Work order.
Each line with the word "déterministe" must appear in the answer, copied from the records.
⁂
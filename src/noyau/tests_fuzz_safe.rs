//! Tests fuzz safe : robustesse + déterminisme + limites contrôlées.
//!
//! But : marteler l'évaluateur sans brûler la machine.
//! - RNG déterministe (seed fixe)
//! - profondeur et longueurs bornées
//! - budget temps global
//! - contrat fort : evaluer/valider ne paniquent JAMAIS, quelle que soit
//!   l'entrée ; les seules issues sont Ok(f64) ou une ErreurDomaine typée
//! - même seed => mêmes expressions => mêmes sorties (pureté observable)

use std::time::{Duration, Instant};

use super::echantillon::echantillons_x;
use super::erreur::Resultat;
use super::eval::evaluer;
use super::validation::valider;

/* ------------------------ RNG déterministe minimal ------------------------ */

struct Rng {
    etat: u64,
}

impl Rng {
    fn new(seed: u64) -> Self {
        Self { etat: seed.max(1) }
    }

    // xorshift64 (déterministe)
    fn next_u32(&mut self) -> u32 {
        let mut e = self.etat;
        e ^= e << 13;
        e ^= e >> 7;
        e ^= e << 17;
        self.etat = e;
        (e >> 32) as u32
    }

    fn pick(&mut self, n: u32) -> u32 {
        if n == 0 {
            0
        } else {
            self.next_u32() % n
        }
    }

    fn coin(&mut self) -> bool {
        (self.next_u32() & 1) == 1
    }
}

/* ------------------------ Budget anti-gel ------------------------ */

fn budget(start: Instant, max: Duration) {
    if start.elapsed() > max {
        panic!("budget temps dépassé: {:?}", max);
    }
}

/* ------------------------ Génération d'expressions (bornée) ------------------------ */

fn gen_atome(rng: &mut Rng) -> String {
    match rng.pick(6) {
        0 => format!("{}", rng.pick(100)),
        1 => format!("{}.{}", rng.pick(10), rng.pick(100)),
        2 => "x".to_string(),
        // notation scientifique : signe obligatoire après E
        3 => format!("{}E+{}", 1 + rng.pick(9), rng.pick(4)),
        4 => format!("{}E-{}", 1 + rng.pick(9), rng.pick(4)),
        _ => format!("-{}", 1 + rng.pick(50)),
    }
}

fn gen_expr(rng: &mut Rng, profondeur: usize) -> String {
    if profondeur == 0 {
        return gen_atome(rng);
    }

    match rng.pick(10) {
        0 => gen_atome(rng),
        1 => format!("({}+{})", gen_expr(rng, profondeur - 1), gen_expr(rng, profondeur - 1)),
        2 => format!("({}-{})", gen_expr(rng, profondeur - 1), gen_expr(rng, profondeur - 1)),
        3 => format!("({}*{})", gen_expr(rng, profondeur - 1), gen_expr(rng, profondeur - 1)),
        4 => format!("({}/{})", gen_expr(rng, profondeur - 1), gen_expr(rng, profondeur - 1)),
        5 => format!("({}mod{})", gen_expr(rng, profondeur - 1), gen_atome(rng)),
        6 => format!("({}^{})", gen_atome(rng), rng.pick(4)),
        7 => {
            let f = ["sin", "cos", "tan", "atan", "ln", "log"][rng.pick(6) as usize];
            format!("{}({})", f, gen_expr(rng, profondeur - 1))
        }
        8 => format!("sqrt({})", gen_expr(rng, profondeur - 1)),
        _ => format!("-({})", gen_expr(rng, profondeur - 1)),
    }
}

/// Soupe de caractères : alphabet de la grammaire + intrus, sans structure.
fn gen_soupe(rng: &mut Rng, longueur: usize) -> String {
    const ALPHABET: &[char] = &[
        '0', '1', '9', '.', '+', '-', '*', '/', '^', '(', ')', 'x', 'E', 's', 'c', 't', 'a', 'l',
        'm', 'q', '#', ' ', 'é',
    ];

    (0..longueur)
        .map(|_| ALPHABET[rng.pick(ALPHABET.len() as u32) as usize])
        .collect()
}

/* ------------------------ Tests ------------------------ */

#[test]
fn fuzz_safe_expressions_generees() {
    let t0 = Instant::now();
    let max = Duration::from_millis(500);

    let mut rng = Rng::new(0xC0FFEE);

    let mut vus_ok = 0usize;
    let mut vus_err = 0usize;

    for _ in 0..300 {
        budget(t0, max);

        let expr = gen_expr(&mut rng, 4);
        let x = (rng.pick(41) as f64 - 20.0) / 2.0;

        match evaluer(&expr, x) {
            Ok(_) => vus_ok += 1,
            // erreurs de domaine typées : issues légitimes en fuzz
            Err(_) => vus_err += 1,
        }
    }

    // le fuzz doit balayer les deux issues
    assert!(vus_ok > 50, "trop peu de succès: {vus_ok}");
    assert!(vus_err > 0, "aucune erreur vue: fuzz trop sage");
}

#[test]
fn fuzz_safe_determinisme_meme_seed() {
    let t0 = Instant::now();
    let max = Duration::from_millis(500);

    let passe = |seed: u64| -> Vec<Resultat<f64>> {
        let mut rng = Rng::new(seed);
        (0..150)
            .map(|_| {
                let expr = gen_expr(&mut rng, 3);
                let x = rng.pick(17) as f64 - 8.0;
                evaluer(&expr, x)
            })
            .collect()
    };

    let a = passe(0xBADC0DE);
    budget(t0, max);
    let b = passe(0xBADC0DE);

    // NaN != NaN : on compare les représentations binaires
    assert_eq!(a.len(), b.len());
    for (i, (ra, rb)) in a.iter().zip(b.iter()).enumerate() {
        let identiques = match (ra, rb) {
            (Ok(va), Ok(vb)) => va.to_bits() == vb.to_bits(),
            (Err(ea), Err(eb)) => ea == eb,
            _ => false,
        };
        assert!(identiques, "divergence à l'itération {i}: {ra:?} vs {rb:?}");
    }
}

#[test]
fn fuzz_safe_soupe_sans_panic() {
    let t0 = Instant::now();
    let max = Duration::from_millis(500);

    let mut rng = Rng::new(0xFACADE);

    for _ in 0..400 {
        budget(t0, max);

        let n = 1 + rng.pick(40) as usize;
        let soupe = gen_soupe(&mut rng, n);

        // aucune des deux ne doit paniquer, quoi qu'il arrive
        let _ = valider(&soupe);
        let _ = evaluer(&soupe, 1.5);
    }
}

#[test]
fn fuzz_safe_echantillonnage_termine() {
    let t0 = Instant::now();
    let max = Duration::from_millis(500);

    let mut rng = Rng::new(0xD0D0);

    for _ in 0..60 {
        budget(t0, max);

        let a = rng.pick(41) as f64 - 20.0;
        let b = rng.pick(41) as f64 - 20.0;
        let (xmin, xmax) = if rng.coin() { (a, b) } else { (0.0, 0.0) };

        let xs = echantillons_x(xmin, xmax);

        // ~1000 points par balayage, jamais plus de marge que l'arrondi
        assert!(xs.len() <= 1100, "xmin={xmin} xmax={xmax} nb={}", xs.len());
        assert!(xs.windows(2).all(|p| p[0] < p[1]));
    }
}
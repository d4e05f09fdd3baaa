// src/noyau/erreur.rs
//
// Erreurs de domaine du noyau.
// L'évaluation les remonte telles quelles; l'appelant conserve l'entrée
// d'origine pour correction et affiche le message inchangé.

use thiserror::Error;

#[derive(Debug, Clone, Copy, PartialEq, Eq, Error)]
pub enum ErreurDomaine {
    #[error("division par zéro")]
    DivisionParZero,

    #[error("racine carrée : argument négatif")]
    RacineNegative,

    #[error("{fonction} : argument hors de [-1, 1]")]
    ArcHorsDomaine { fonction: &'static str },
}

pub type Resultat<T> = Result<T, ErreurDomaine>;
⁂
Your response.
//! - RNG déterministe (seed fixe)
/* ------------------------ RNG déterministe minimal ------------------------ */
    // xorshift64 (déterministe)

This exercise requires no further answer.